John MacIlwaine
- Full name: John Elder MacIlwaine
- Born: 3 August 1874 Belfast, Ireland
- Died: 6 August 1930 (aged 56) Belfast, Northern Ireland
- Occupation(s): Physician

Rugby union career
- Position(s): Forward

International career
- Years: Team / Apps / (Points)
- 1897–99: Ireland / 7 / (0)

= John MacIlwaine =

Rugby union player from Northern Ireland

John Elder MacIlwaine (3 August 1874 – 6 August 1930) was an Irish international rugby union player

==Biography==
Born and raised in Belfast, MacIlwaine was the son of John H. MacIlwaine, who founded an eponymous naval architecture/engineering firm. He was related to Sir Robert Hart, 1st Baronet, through his mother, and was a second cousin of Sir Henry Wilson, 1st Baronet. After attending the Royal Belfast Academical Institution, MacIlwaine became a shipyard apprentice and pursued a naval architecture degree at Glasgow University, before switching to medicine.

MacIlwaine was a lightly built, but hard tackling forward,. He played his rugby for Belfast clubs North of Ireland and Queen's University.
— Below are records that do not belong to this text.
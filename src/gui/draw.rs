use super::{App, Config};
use crate::{Grid, SchedulerState, PATTERNS};
use eframe::egui::{
    pos2, vec2, Button, ComboBox, Rect, RichText, Sense, Slider, Stroke, Ui, Vec2,
};

struct BoardInput {
    cells: Vec<(i64, i64)>,
    dragging: bool,
}

/// Cell under `offset` from the top-left corner of an `n x n` board.
fn cell_at(offset: Vec2, cell_px: f32, n: usize) -> Option<(i64, i64)> {
    let (x, y) = (
        (offset.x / cell_px).floor() as i64,
        (offset.y / cell_px).floor() as i64,
    );
    let n = n as i64;
    ((0..n).contains(&x) && (0..n).contains(&y)).then_some((x, y))
}

impl App {
    fn new_text(text: &str) -> RichText {
        RichText::new(text)
            .color(Config::TEXT_COLOR)
            .size(Config::TEXT_SIZE)
    }

    fn new_button(text: &str) -> Button<'static> {
        Button::new(Self::new_text(text))
            .fill(Config::BUTTON_FILL_COLOR)
            .stroke(Stroke::new(
                Config::BUTTON_STROKE_WIDTH,
                Config::BUTTON_STROKE_COLOR,
            ))
    }

    fn draw_simulation_controls(&mut self, ui: &mut Ui) {
        let running = self.scheduler.is_running();

        ui.horizontal(|ui| {
            if ui
                .add_enabled(!running, Self::new_button("Run Simulation"))
                .clicked()
            {
                self.run();
            }
            if ui
                .add_enabled(running, Self::new_button("Pause Simulation"))
                .clicked()
            {
                self.pause();
            }
        });

        ui.horizontal(|ui| {
            if ui.add(Self::new_button("Reset")).clicked() {
                self.reset();
            }
            if ui
                .add_enabled(!running, Self::new_button("Next step"))
                .clicked()
            {
                self.step_once();
            }
        });

        let state = match self.scheduler.state() {
            SchedulerState::Idle => "idle",
            SchedulerState::Running => "running",
            SchedulerState::StoppedStable => "stable",
            SchedulerState::Cancelled => "paused",
        };
        ui.label(Self::new_text(&format!(
            "Generation: {}",
            self.scheduler.generation()
        )));
        ui.label(Self::new_text(&format!("State: {}", state)));
        ui.label(Self::new_text(&format!(
            "Population: {}",
            self.scheduler.current_grid().population()
        )));
    }

    fn draw_seed_controls(&mut self, ui: &mut Ui) {
        ui.horizontal(|ui| {
            ComboBox::from_label(Self::new_text("pattern"))
                .selected_text(PATTERNS[self.selected_pattern].name)
                .show_ui(ui, |ui| {
                    for (i, pattern) in PATTERNS.iter().enumerate() {
                        ui.selectable_value(&mut self.selected_pattern, i, pattern.name);
                    }
                });
            if ui.add(Self::new_button("Load")).clicked() {
                self.load_selected_pattern();
            }
        });

        ui.horizontal(|ui| {
            ui.add(Slider::new(&mut self.fill_rate, 0.0..=1.0));
            if ui.add(Self::new_button("Randomize")).clicked() {
                self.randomize();
            }
        });
    }

    fn draw_rules(&self, ui: &mut Ui) {
        ui.label(Self::new_text("Rules:").strong());
        for rule in Config::RULES {
            ui.label(Self::new_text(rule));
        }
    }

    fn draw_controls(&mut self, ui: &mut Ui) {
        ui.vertical(|ui| {
            ui.set_width(Config::CONTROL_PANEL_WIDTH);

            ui.group(|ui| {
                ui.vertical(|ui| self.draw_simulation_controls(ui));
            });
            ui.add_space(Config::WIDGET_GAP);

            ui.group(|ui| {
                ui.vertical(|ui| self.draw_seed_controls(ui));
            });
            ui.add_space(Config::WIDGET_GAP);

            self.draw_rules(ui);

            if let Some(err) = &self.last_error {
                ui.add_space(Config::WIDGET_GAP);
                ui.label(Self::new_text(err).color(Config::ERROR_COLOR));
            }
        });
    }

    /// Paints one board and returns the cells touched by a click or drag this frame.
    fn draw_board(ui: &mut Ui, grid: &Grid, side_px: f32, opacity: f32) -> BoardInput {
        let (response, painter) =
            ui.allocate_painter(Vec2::splat(side_px), Sense::click_and_drag());
        let origin = response.rect.min;
        let n = grid.size();
        let cell_px = side_px / n as f32;

        for (y, row) in grid.rows().enumerate() {
            for (x, &alive) in row.iter().enumerate() {
                let rect = Rect::from_min_size(
                    pos2(origin.x + x as f32 * cell_px, origin.y + y as f32 * cell_px),
                    vec2(cell_px, cell_px),
                );
                let color = if alive {
                    Config::ALIVE_COLOR
                } else {
                    Config::DEAD_COLOR
                };
                painter.rect_filled(rect, 0., color.gamma_multiply(opacity));
                painter.rect_stroke(
                    rect,
                    0.,
                    Stroke::new(Config::CELL_STROKE_WIDTH, Config::CELL_STROKE_COLOR),
                );
            }
        }

        let mut pointer = Vec::new();
        // the drag only starts once the pointer has moved, maybe off the pressed cell
        if response.drag_started() {
            pointer.extend(ui.input(|input| input.pointer.press_origin()));
        }
        if response.clicked() || response.dragged() {
            pointer.extend(response.interact_pointer_pos());
        }
        BoardInput {
            cells: pointer
                .into_iter()
                .filter_map(|pos| cell_at(pos - origin, cell_px, n))
                .collect(),
            dragging: response.dragged(),
        }
    }

    fn draw_boards(&mut self, ui: &mut Ui) {
        let area = ui.available_size();
        let side_px = ((area.x - Config::BOARD_GAP) / 2.)
            .min(area.y - Config::BOARD_LABEL_HEIGHT)
            .max(Config::MIN_BOARD_SIZE);

        let previous = self.scheduler.previous_grid().clone();
        let current = self.scheduler.current_grid().clone();
        let mut touched = Vec::new();

        ui.horizontal_top(|ui| {
            ui.vertical(|ui| {
                ui.label(Self::new_text("Previous Board"));
                touched.push(Self::draw_board(
                    ui,
                    &previous,
                    side_px,
                    Config::PREVIOUS_BOARD_OPACITY,
                ));
            });
            ui.add_space(Config::BOARD_GAP);
            ui.vertical(|ui| {
                ui.label(Self::new_text("Current Board"));
                touched.push(Self::draw_board(ui, &current, side_px, 1.));
            });
        });

        // both boards edit the current field
        for input in touched {
            for (x, y) in input.cells {
                self.paint_cell(x, y, input.dragging);
            }
        }
    }

    pub fn draw(&mut self, ui: &mut Ui) {
        ui.horizontal_top(|ui| {
            self.draw_controls(ui);

            ui.add_space(Config::FRAME_MARGIN);

            self.draw_boards(ui);
        });
    }
}
mod config;
mod error;
mod grid;
mod gui;
pub mod logging;
mod neighbors;
mod patterns;
mod scheduler;
mod session;
mod transition;

pub use config::Config;
pub use error::{Error, Result};
pub use grid::Grid;
pub use gui::App;
pub use neighbors::{count_neighbors, NEIGHBOR_OFFSETS};
pub use patterns::{Pattern, PATTERNS};
pub use scheduler::{Scheduler, SchedulerState, Snapshot, StepOutcome};
pub use session::Session;
pub use transition::{next_state, step, Transition};
//! Progression Events
//!
//! Emitted by the transition functions so callers can raise
//! notifications. The transitions themselves never present anything.

use serde::{Deserialize, Serialize};
use std::fmt;

/// Something notification-worthy that happened during a transition.
#[derive(Debug, Clone, PartialEq, Eq, Serialize, Deserialize)]
#[serde(rename_all = "snake_case")]
pub enum ProgressionEvent {
    /// The companion reached a new level.
    LeveledUp { level: u32 },
    /// A pending milestone's requirement was met.
    MilestoneAchieved { id: String, name: String },
    /// A story chapter was unlocked.
    ChapterUnlocked { id: String, title: String },
}

impl fmt::Display for ProgressionEvent {
    fn fmt(&self, f: &mut fmt::Formatter<'_>) -> fmt::Result {
        match self {
            ProgressionEvent::LeveledUp { level } => {
                write!(f, "Level up! Reached level {level}")
            }
            ProgressionEvent::MilestoneAchieved { name, .. } => {
                write!(f, "Milestone achieved: {name}")
            }
            ProgressionEvent::ChapterUnlocked { title, .. } => {
                write!(f, "New story unlocked: \"{title}\"")
            }
        }
    }
}
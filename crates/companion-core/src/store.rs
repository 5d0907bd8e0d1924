//! Persistence
//!
//! Companion state lives in two small JSON documents, one for the
//! record and one for the daily-action ledger. [`CompanionStore`]
//! abstracts the backing so tests can run against [`MemoryStore`]
//! while the CLI uses [`JsonFileStore`].

use std::cell::RefCell;
use std::fs;
use std::io;
use std::path::{Path, PathBuf};

use thiserror::Error;
use tracing::warn;

use crate::ledger::DailyActionLedger;
use crate::record::CompanionRecord;

pub const COMPANION_FILE: &str = "companion.json";
pub const LEDGER_FILE: &str = "daily_actions.json";

#[derive(Debug, Error)]
pub enum StoreError {
    #[error("store io error: {0}")]
    Io(#[from] io::Error),
    #[error("store serialization error: {0}")]
    Serialize(#[from] serde_json::Error),
}

/// Load/save for the two persisted documents. `None` means the
/// document has never been written.
pub trait CompanionStore {
    fn load_companion(&self) -> Result<Option<CompanionRecord>, StoreError>;
    fn save_companion(&self, record: &CompanionRecord) -> Result<(), StoreError>;
    fn load_ledger(&self) -> Result<Option<DailyActionLedger>, StoreError>;
    fn save_ledger(&self, ledger: &DailyActionLedger) -> Result<(), StoreError>;
}

/// Stores each document as pretty-printed JSON under a data directory.
///
/// A malformed document is logged and treated as absent rather than
/// failing the whole command, since the caller can always re-adopt.
#[derive(Debug, Clone)]
pub struct JsonFileStore {
    dir: PathBuf,
}

impl JsonFileStore {
    pub fn new(dir: impl Into<PathBuf>) -> Self {
        Self { dir: dir.into() }
    }

    pub fn dir(&self) -> &Path {
        &self.dir
    }

    fn load_json<T: serde::de::DeserializeOwned>(
        &self,
        file: &str,
    ) -> Result<Option<T>, StoreError> {
        let path = self.dir.join(file);
        let raw = match fs::read_to_string(&path) {
            Ok(raw) => raw,
            Err(err) if err.kind() == io::ErrorKind::NotFound => return Ok(None),
            Err(err) => return Err(err.into()),
        };
        match serde_json::from_str(&raw) {
            Ok(value) => Ok(Some(value)),
            Err(err) => {
                warn!(path = %path.display(), error = %err, "ignoring malformed document");
                Ok(None)
            }
        }
    }

    fn save_json<T: serde::Serialize>(&self, file: &str, value: &T) -> Result<(), StoreError> {
        fs::create_dir_all(&self.dir)?;
        let raw = serde_json::to_string_pretty(value)?;
        fs::write(self.dir.join(file), raw)?;
        Ok(())
    }
}

impl CompanionStore for JsonFileStore {
    fn load_companion(&self) -> Result<Option<CompanionRecord>, StoreError> {
        self.load_json(COMPANION_FILE)
    }

    fn save_companion(&self, record: &CompanionRecord) -> Result<(), StoreError> {
        self.save_json(COMPANION_FILE, record)
    }

    fn load_ledger(&self) -> Result<Option<DailyActionLedger>, StoreError> {
        self.load_json(LEDGER_FILE)
    }

    fn save_ledger(&self, ledger: &DailyActionLedger) -> Result<(), StoreError> {
        self.save_json(LEDGER_FILE, ledger)
    }
}

/// In-memory store for tests.
#[derive(Debug, Default)]
pub struct MemoryStore {
    companion: RefCell<Option<CompanionRecord>>,
    ledger: RefCell<Option<DailyActionLedger>>,
}

impl MemoryStore {
    pub fn new() -> Self {
        Self::default()
    }
}

impl CompanionStore for MemoryStore {
    fn load_companion(&self) -> Result<Option<CompanionRecord>, StoreError> {
        Ok(self.companion.borrow().clone())
    }

    fn save_companion(&self, record: &CompanionRecord) -> Result<(), StoreError> {
        *self.companion.borrow_mut() = Some(record.clone());
        Ok(())
    }

    fn load_ledger(&self) -> Result<Option<DailyActionLedger>, StoreError> {
        Ok(self.ledger.borrow().clone())
    }

    fn save_ledger(&self, ledger: &DailyActionLedger) -> Result<(), StoreError> {
        *self.ledger.borrow_mut() = Some(ledger.clone());
        Ok(())
    }
}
His first international call up came in 1897 and over three seasons he gained a total of seven caps, the last of which came in their triple crown–winning 1899 Home Nations campaign. He was thereafter unavailable for selection due to his service at a South African hospital during the Second Boer War.

A specialist in heart disease, MacIlwaine was based at a hospital in Étaples in World War I and later succeeded Sir William Whitla as a professor of materia medica and therapeutics at Queen's University, while also working as a consulting physician at the Royal Victoria Hospital.

MacIlwaine was the younger brother of Ireland forward Edward MacIlwaine and brother in law of former captain Sam Lee.